**Activity**
Starting with the first line and ending with the one that holds "mod toml_schema;", retype the entries exactly.

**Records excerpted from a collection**
——
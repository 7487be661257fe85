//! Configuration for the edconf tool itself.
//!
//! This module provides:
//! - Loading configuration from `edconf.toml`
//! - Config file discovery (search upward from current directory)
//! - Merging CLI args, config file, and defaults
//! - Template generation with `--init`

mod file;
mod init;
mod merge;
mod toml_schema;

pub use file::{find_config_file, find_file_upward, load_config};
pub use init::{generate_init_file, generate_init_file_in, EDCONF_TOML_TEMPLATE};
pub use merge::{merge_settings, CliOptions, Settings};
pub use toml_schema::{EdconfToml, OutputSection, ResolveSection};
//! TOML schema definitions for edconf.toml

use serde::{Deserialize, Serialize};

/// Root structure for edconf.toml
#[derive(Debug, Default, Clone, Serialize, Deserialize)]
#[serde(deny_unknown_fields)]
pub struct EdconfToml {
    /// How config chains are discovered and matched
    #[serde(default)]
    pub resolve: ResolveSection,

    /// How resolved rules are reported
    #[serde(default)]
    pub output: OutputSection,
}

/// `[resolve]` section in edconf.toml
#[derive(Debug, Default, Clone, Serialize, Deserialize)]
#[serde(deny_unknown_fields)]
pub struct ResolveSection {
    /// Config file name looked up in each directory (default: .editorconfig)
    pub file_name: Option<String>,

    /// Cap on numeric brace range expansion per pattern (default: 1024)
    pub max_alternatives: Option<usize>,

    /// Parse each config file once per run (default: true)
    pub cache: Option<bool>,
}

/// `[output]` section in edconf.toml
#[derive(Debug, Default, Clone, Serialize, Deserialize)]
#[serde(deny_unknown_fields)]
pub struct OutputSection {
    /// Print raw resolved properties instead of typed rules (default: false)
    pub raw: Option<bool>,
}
——
**Solution for this problem**
repository 7487be661257fe85
//! Configuration for the edconf tool itself.
//!
//! This module provides:
//! - Loading configuration from `edconf.toml`
//! - Config file discovery (search upward from current directory)
//! - Merging CLI args, config file, and defaults
//! - Template generation with `--init`

mod file;
mod init;
mod merge;
mod toml_schema;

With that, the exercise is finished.